Even working out whether to lay cards or take cards can create some friction. Hesitate, and you could lose your place, but place, and you could miss out on picking up face-up cards that are useful to you or other players. Keep in mind, the whole time that competitors are scoring points, they're moving their counters around the edge of the board. It's possible to play Ticket to Ride without performing real-time scoring; you just add everyone's points up at the end. But not only are opponents' scores valuable data for strategising; they also turn up the heat on you. You can see that a fellow competitor is seven points ahead of you or just three steps behind. Because the score is displayed in this spatial medium with a counter and a path rather than as an abstract number, it is realised in a concrete sense that has the power to elicit more emotion. Play becomes a frantic chase rather than competitive accounting.

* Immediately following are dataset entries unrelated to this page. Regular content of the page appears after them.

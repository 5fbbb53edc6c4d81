//! Source unit access.
//!
//! Resolvers read the source of a class's declaring file exactly once, at
//! construction, through a [`SourceReader`]. [`FileSet`] is the in-memory
//! reader; the filesystem one lives in `project`.

use std::io;
use std::path::{Path, PathBuf};
use std::sync::Arc;

use indexmap::IndexMap;
use parking_lot::RwLock;

use super::error::{ReflectionError, Result};

/// Reads the raw text of a source unit.
pub trait SourceReader {
    /// Fails with [`ReflectionError::Io`] when the unit cannot be read.
    fn read_source(&self, path: &Path) -> Result<Arc<str>>;
}

impl<R: SourceReader + ?Sized> SourceReader for &R {
    fn read_source(&self, path: &Path) -> Result<Arc<str>> {
        (**self).read_source(path)
    }
}

/// In-memory source units keyed by path.
///
/// Useful for analysis sessions that already hold file contents, and for
/// tests. Safe to share between threads.
#[derive(Debug, Default)]
pub struct FileSet {
    contents: RwLock<IndexMap<PathBuf, Arc<str>>>,
}

impl FileSet {
    pub fn new() -> Self {
        Self::default()
    }

    /// Set the contents of a file, replacing any previous text.
    pub fn set_contents(&self, path: impl Into<PathBuf>, contents: impl Into<Arc<str>>) {
        self.contents.write().insert(path.into(), contents.into());
    }

    pub fn contents(&self, path: &Path) -> Option<Arc<str>> {
        self.contents.read().get(path).cloned()
    }

    pub fn remove(&self, path: &Path) -> Option<Arc<str>> {
        self.contents.write().shift_remove(path)
    }

    pub fn len(&self) -> usize {
        self.contents.read().len()
    }

    pub fn is_empty(&self) -> bool {
        self.len() == 0
    }

    /// Paths in insertion order.
    pub fn paths(&self) -> Vec<PathBuf> {
        self.contents.read().keys().cloned().collect()
    }
}

impl SourceReader for FileSet {
    fn read_source(&self, path: &Path) -> Result<Arc<str>> {
        self.contents(path).ok_or_else(|| {
            ReflectionError::io(path, io::Error::new(io::ErrorKind::NotFound, "no such source unit"))
        })
    }
}
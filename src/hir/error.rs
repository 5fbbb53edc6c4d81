//! Error taxonomy for resolution and formatting.

use std::fmt;
use std::path::PathBuf;

use thiserror::Error;

/// The shape of reflective handle a resolver was constructed from.
#[derive(Clone, Copy, Debug, PartialEq, Eq, Hash)]
pub enum ContextKind {
    Class,
    ClassConstant,
    Property,
    Method,
    Parameter,
    Function,
    Closure,
}

impl fmt::Display for ContextKind {
    fn fmt(&self, f: &mut fmt::Formatter<'_>) -> fmt::Result {
        let name = match self {
            ContextKind::Class => "class",
            ContextKind::ClassConstant => "class constant",
            ContextKind::Property => "property",
            ContextKind::Method => "method",
            ContextKind::Parameter => "parameter",
            ContextKind::Function => "function",
            ContextKind::Closure => "closure",
        };
        f.write_str(name)
    }
}

/// Errors raised while building a resolver or rendering a signature.
///
/// All of them abort the operation in progress; nothing is retried and no
/// partial result is produced.
#[derive(Debug, Error)]
pub enum ReflectionError {
    /// The handle has no enclosing class, or the class has no source file.
    #[error("Cannot infer the {inferring} from the given {context}")]
    InvalidContext {
        /// What could not be inferred ("declaring class", "file name").
        inferring: &'static str,
        context: ContextKind,
    },

    /// The source unit could not be read.
    #[error("Could not read {}", path.display())]
    Io {
        path: PathBuf,
        #[source]
        source: std::io::Error,
    },

    /// A type or default-value shape the formatter cannot render.
    #[error("Unsupported {construct}")]
    Unsupported { construct: String },
}

impl ReflectionError {
    pub fn invalid_context(inferring: &'static str, context: ContextKind) -> Self {
        Self::InvalidContext { inferring, context }
    }

    pub fn io(path: impl Into<PathBuf>, source: std::io::Error) -> Self {
        Self::Io {
            path: path.into(),
            source,
        }
    }

    pub fn unsupported(construct: impl Into<String>) -> Self {
        Self::Unsupported {
            construct: construct.into(),
        }
    }

    /// Usage error (bad handle) rather than an environment error.
    pub fn is_invalid_context(&self) -> bool {
        matches!(self, Self::InvalidContext { .. })
    }

    pub fn is_io(&self) -> bool {
        matches!(self, Self::Io { .. })
    }
}

pub type Result<T> = std::result::Result<T, ReflectionError>;

#[cfg(test)]
mod tests {
    use super::*;

    #[test]
    fn test_invalid_context_message() {
        let err = ReflectionError::invalid_context("declaring class", ContextKind::Closure);
        assert_eq!(err.to_string(), "Cannot infer the declaring class from the given closure");
        assert!(err.is_invalid_context());
        assert!(!err.is_io());
    }

    #[test]
    fn test_io_message_and_source() {
        let err = ReflectionError::io(
            "/src/Missing.php",
            std::io::Error::new(std::io::ErrorKind::NotFound, "gone"),
        );
        assert_eq!(err.to_string(), "Could not read /src/Missing.php");
        assert!(err.is_io());
        assert!(std::error::Error::source(&err).is_some());
    }
}
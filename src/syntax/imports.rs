//! Namespace blocks and `use` imports of one PHP source unit.
//!
//! The parser walks the token stream from [`tokenize`](super::lexer::tokenize)
//! tracking brace depth. Only `use` statements at the top level of a
//! namespace block are imports; trait `use` inside class bodies and closure
//! `use (...)` clauses sit deeper or are not followed by a name, and are
//! ignored.

use smol_str::SmolStr;

use super::lexer::{Token, TokenKind, tokenize};
use crate::base::{LineCol, LineIndex, NS_SEPARATOR, TextRange, short_name};

/// What a `use` statement imports.
#[derive(Clone, Copy, Debug, PartialEq, Eq, Hash)]
pub enum ImportKind {
    /// `use Foo\Bar;`: classes, interfaces, traits, enums and namespaces.
    Class,
    /// `use function Foo\bar;`
    Function,
    /// `use const Foo\BAR;`
    Const,
}

/// One imported name.
#[derive(Clone, Debug, PartialEq, Eq)]
pub struct UseImport {
    pub kind: ImportKind,
    /// The imported name without a leading separator, original case.
    pub name: SmolStr,
    /// The local alias: explicit `as` alias or the last name segment.
    pub alias: SmolStr,
    /// Range of the import clause in the source.
    pub range: TextRange,
}

impl UseImport {
    /// The case-insensitive lookup key of this import.
    pub fn key(&self) -> SmolStr {
        SmolStr::new(self.alias.to_ascii_lowercase())
    }
}

/// A namespace block and the imports declared at its top level.
#[derive(Clone, Debug, PartialEq, Eq)]
pub struct NamespaceBlock {
    /// Namespace name; empty for the global namespace.
    pub name: SmolStr,
    /// Range of the `namespace` keyword, or an empty range for the implicit
    /// global block.
    pub range: TextRange,
    pub imports: Vec<UseImport>,
    /// Short names of the classes, interfaces, traits and enums declared
    /// in the block.
    pub declarations: Vec<SmolStr>,
}

impl NamespaceBlock {
    fn new(name: &str, range: TextRange) -> Self {
        Self {
            name: SmolStr::new(name.strip_prefix(NS_SEPARATOR).unwrap_or(name)),
            range,
            imports: Vec::new(),
            declarations: Vec::new(),
        }
    }

    /// Namespace names compare case-insensitively, as in PHP.
    pub fn is_namespace(&self, namespace: &str) -> bool {
        self.name.eq_ignore_ascii_case(namespace)
    }

    pub fn declares(&self, short_name: &str) -> bool {
        self.declarations.iter().any(|d| d.eq_ignore_ascii_case(short_name))
    }
}

/// Result of scanning a source unit for imports.
#[derive(Clone, Debug)]
pub struct ParsedImports {
    blocks: Vec<NamespaceBlock>,
    line_index: LineIndex,
}

impl ParsedImports {
    /// All namespace blocks in source order.
    pub fn blocks(&self) -> &[NamespaceBlock] {
        &self.blocks
    }

    /// The block whose imports govern names written in `namespace`.
    ///
    /// Imports apply only to the block they appear in. With a class name,
    /// the block declaring that class is chosen; otherwise, or when no
    /// block declares it, the last block opening `namespace`.
    pub fn block_for(&self, namespace: &str, class: Option<&str>) -> Option<&NamespaceBlock> {
        let mut matching = self.blocks.iter().filter(|block| block.is_namespace(namespace));
        let declaring = class.and_then(|class| matching.clone().find(|block| block.declares(class)));
        declaring.or_else(|| matching.next_back())
    }

    /// Source position of an import.
    pub fn line_col(&self, import: &UseImport) -> LineCol {
        self.line_index.range_start(import.range)
    }
}

/// Scan `source` for namespace blocks and their imports.
pub fn parse_imports(source: &str) -> ParsedImports {
    let tokens = tokenize(source);
    let mut parser = ImportParser::new(&tokens);
    parser.run();

    ParsedImports {
        blocks: parser.blocks,
        line_index: LineIndex::new(source),
    }
}

struct ImportParser<'t, 'src> {
    tokens: &'t [Token<'src>],
    pos: usize,
    blocks: Vec<NamespaceBlock>,
    depth: usize,
    braced: bool,
}

impl<'t, 'src> ImportParser<'t, 'src> {
    fn new(tokens: &'t [Token<'src>]) -> Self {
        Self {
            tokens,
            pos: 0,
            blocks: vec![NamespaceBlock::new("", TextRange::default())],
            depth: 0,
            braced: false,
        }
    }

    fn peek(&self, ahead: usize) -> Option<&Token<'src>> {
        self.tokens.get(self.pos + ahead)
    }

    fn peek_kind(&self, ahead: usize) -> Option<TokenKind> {
        self.peek(ahead).map(|t| t.kind)
    }

    fn bump(&mut self) -> Option<Token<'src>> {
        let token = self.tokens.get(self.pos).copied();
        if token.is_some() {
            self.pos += 1;
        }
        token
    }

    fn eat(&mut self, kind: TokenKind) -> Option<Token<'src>> {
        if self.peek_kind(0) == Some(kind) {
            self.bump()
        } else {
            None
        }
    }

    fn current_block(&mut self) -> &mut NamespaceBlock {
        // `blocks` starts with the implicit global block and never shrinks.
        let last = self.blocks.len() - 1;
        &mut self.blocks[last]
    }

    fn run(&mut self) {
        while let Some(token) = self.bump() {
            match token.kind {
                TokenKind::LBrace => self.depth += 1,
                TokenKind::RBrace => {
                    self.depth = self.depth.saturating_sub(1);
                    if self.braced && self.depth == 0 {
                        self.braced = false;
                        self.blocks.push(NamespaceBlock::new("", TextRange::empty(token.range.end())));
                    }
                }
                TokenKind::Name if self.depth == 0 && token.is_keyword("namespace") => {
                    self.namespace_declaration(token);
                }
                TokenKind::Name if self.depth == usize::from(self.braced) && token.is_keyword("use") => {
                    let imports = self.use_statement();
                    self.current_block().imports.extend(imports);
                }
                TokenKind::Name if self.depth == usize::from(self.braced) && is_declaration_keyword(&token) => {
                    if let Some(name) = self.declared_name() {
                        self.current_block().declarations.push(SmolStr::new(name));
                    }
                }
                _ => {}
            }
        }
    }

    /// The name after `class`, `interface`, `trait` or `enum`, unless the
    /// keyword is an anonymous `new class` or a `Foo::class` constant.
    fn declared_name(&mut self) -> Option<&'src str> {
        let previous = self.pos.checked_sub(2).and_then(|i| self.tokens.get(i));
        if previous.is_some_and(|t| t.is_keyword("new") || t.text == ":") {
            return None;
        }
        self.eat(TokenKind::Name).map(|name| name.text)
    }

    /// `namespace Foo;`, `namespace Foo { ... }` or `namespace { ... }`.
    fn namespace_declaration(&mut self, keyword: Token<'src>) {
        let name = match self.eat(TokenKind::Name) {
            Some(name) => name.text,
            None if self.peek_kind(0) == Some(TokenKind::LBrace) => "",
            None => return,
        };

        if self.eat(TokenKind::LBrace).is_some() {
            self.depth += 1;
            self.braced = true;
        }

        tracing::trace!(namespace = name, "namespace block");
        self.blocks.push(NamespaceBlock::new(name, keyword.range));
    }

    /// Optional `function` / `const` marker before an imported name.
    fn import_kind(&mut self, default: ImportKind) -> ImportKind {
        let Some(token) = self.peek(0) else {
            return default;
        };
        if self.peek_kind(1) != Some(TokenKind::Name) {
            return default;
        }
        let kind = if token.is_keyword("function") {
            ImportKind::Function
        } else if token.is_keyword("const") {
            ImportKind::Const
        } else {
            return default;
        };
        self.bump();
        kind
    }

    /// The optional `as Alias` tail of an import clause.
    fn alias(&mut self) -> Option<Token<'src>> {
        let is_as = self.peek(0).is_some_and(|t| t.is_keyword("as"));
        if is_as && self.peek_kind(1) == Some(TokenKind::Name) {
            self.bump();
            return self.bump();
        }
        None
    }

    fn clause(&mut self, kind: ImportKind, prefix: Option<&str>, name: Token<'src>) -> UseImport {
        let relative = name.text.strip_prefix(NS_SEPARATOR).unwrap_or(name.text);
        let full = match prefix {
            Some(prefix) => format!("{prefix}{NS_SEPARATOR}{relative}"),
            None => relative.to_string(),
        };

        let (alias, range) = match self.alias() {
            Some(alias) => (SmolStr::new(alias.text), name.range.cover(alias.range)),
            None => (SmolStr::new(short_name(&full)), name.range),
        };

        tracing::trace!(name = %full, alias = %alias, ?kind, "use import");
        UseImport {
            kind,
            name: SmolStr::new(full),
            alias,
            range,
        }
    }

    /// Everything after a top-level `use` keyword up to `;`.
    ///
    /// Returns nothing when the keyword is not followed by a name, which is
    /// the shape of a closure `use ($x)` clause.
    fn use_statement(&mut self) -> Vec<UseImport> {
        let kind = self.import_kind(ImportKind::Class);
        let mut imports = Vec::new();

        while let Some(name) = self.eat(TokenKind::Name) {
            let is_group = self.peek_kind(0) == Some(TokenKind::NsSeparator)
                && self.peek_kind(1) == Some(TokenKind::LBrace);

            if is_group {
                self.bump();
                self.bump();
                let prefix = name.text.strip_prefix(NS_SEPARATOR).unwrap_or(name.text);
                self.group(kind, prefix, &mut imports);
            } else {
                imports.push(self.clause(kind, None, name));
            }

            if self.eat(TokenKind::Comma).is_none() {
                break;
            }
        }

        self.eat(TokenKind::Semicolon);
        imports
    }

    /// Members of `Prefix\{A, B as C, function d}` after the opening brace.
    fn group(&mut self, kind: ImportKind, prefix: &str, imports: &mut Vec<UseImport>) {
        loop {
            if self.eat(TokenKind::RBrace).is_some() {
                return;
            }
            let member_kind = self.import_kind(kind);
            let Some(name) = self.eat(TokenKind::Name) else {
                return;
            };
            imports.push(self.clause(member_kind, Some(prefix), name));

            if self.eat(TokenKind::Comma).is_none() {
                self.eat(TokenKind::RBrace);
                return;
            }
        }
    }
}

fn is_declaration_keyword(token: &Token<'_>) -> bool {
    ["class", "interface", "trait", "enum"].iter().any(|kw| token.is_keyword(kw))
}
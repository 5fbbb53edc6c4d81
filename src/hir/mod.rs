//! High-level IR: reflection descriptors and the analyses over them.
//!
//! ## Module Structure
//!
//! - [`reflect`] - class, member, function and type descriptors
//! - [`resolve`] - alias tables and import-aware name resolution
//! - [`hierarchy`] - override-aware flattening of class members
//! - [`source`] - reading source units
//! - [`ids`] - stable member and function identities
//! - [`error`] - error taxonomy

pub mod error;
pub mod hierarchy;
pub mod ids;
pub mod reflect;
pub mod resolve;
pub mod source;

pub use error::{ContextKind, ReflectionError, Result};
pub use hierarchy::{class_hierarchy, class_methods, class_properties, filter_overrides};
pub use ids::{FunctionKey, MemberKey};
pub use reflect::{
    ArrayKey, ClassDescriptor, ClassMember, DefaultValue, FunctionDescriptor, FunctionRef, Literal,
    MethodDescriptor, Modifiers, NamedType, ParameterDescriptor, PropertyDescriptor, ReflectionContext,
    Signature, TypeDescriptor, Visibility,
};
pub use resolve::{AliasTable, ImportResolver, ResolutionContext};
pub use source::{FileSet, SourceReader};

Ticket to Ride can organically produce moments where players suddenly catch up and slowly fall behind. If a player is traversing shorter routes, they're going to move their counter up frequently. Players working on longer routes won't be scoring as often as they need time to collect cards. And so, those travellers taking the lengthier trips can feel the strain as they watch rivals inch ahead of them. But when they finally construct a set of many of the same colour, they can suddenly leap forward. They may jump over players who've been able to squeeze in front of them. If they don't, they may at least be breathing down the other player's neck. Miraculously, even when you learn how this elasticity is baked into the rules, the game only becomes more tense, not less. Because now, if you've got a clear lead on another player, you're more aware of the possibility that they'll catch up, and vice versa.

And the score counter is only a prediction of how the game will end. Not only will scores fluctuate while play continues, but tickets stay secret until the dust has settled. That confidentiality is paramount for keeping players uncertain of the game's outcome unless one player is leagues ahead of everyone else. You might have held your own when it came to direct scoring but have come up short on ticket score without knowing. Or you could have earned only pocket change when placing your routes but have a colossal lead on your ticket points, unbeknownst to you.

Vital for maintaining that uncertainty is tickets not only awarding points but also confiscating them. If you could only receive points from completing journies, then during the late game, you might add up all your tickets and find it's not possible to catch up with a player in front of you. However, if you know there's a chance they could move backwards in addition to you moving forwards, you're aware you could still beat them, raising the stakes.

Abstracting from Ticket to Ride

So, that's how Ticket to Ride creates tension. To take lessons from this design that we can apply to other games, we need to look for patterns in its play. The more abstract the patterns, the more widely applicable they are. I think the broadest lesson we can fish from this pond is that tension arises when we feel simultaneously close to winning or losing something that matters to us. As such, it is a product of our investment in a game and is a very close cousin of engagement with a game. We feel apprehension when another player might take the carriage card we want because we care about getting enough cars to build our route. We get a sinking feeling when seeing an opponent's counter gain ground on ours' because we would like to win.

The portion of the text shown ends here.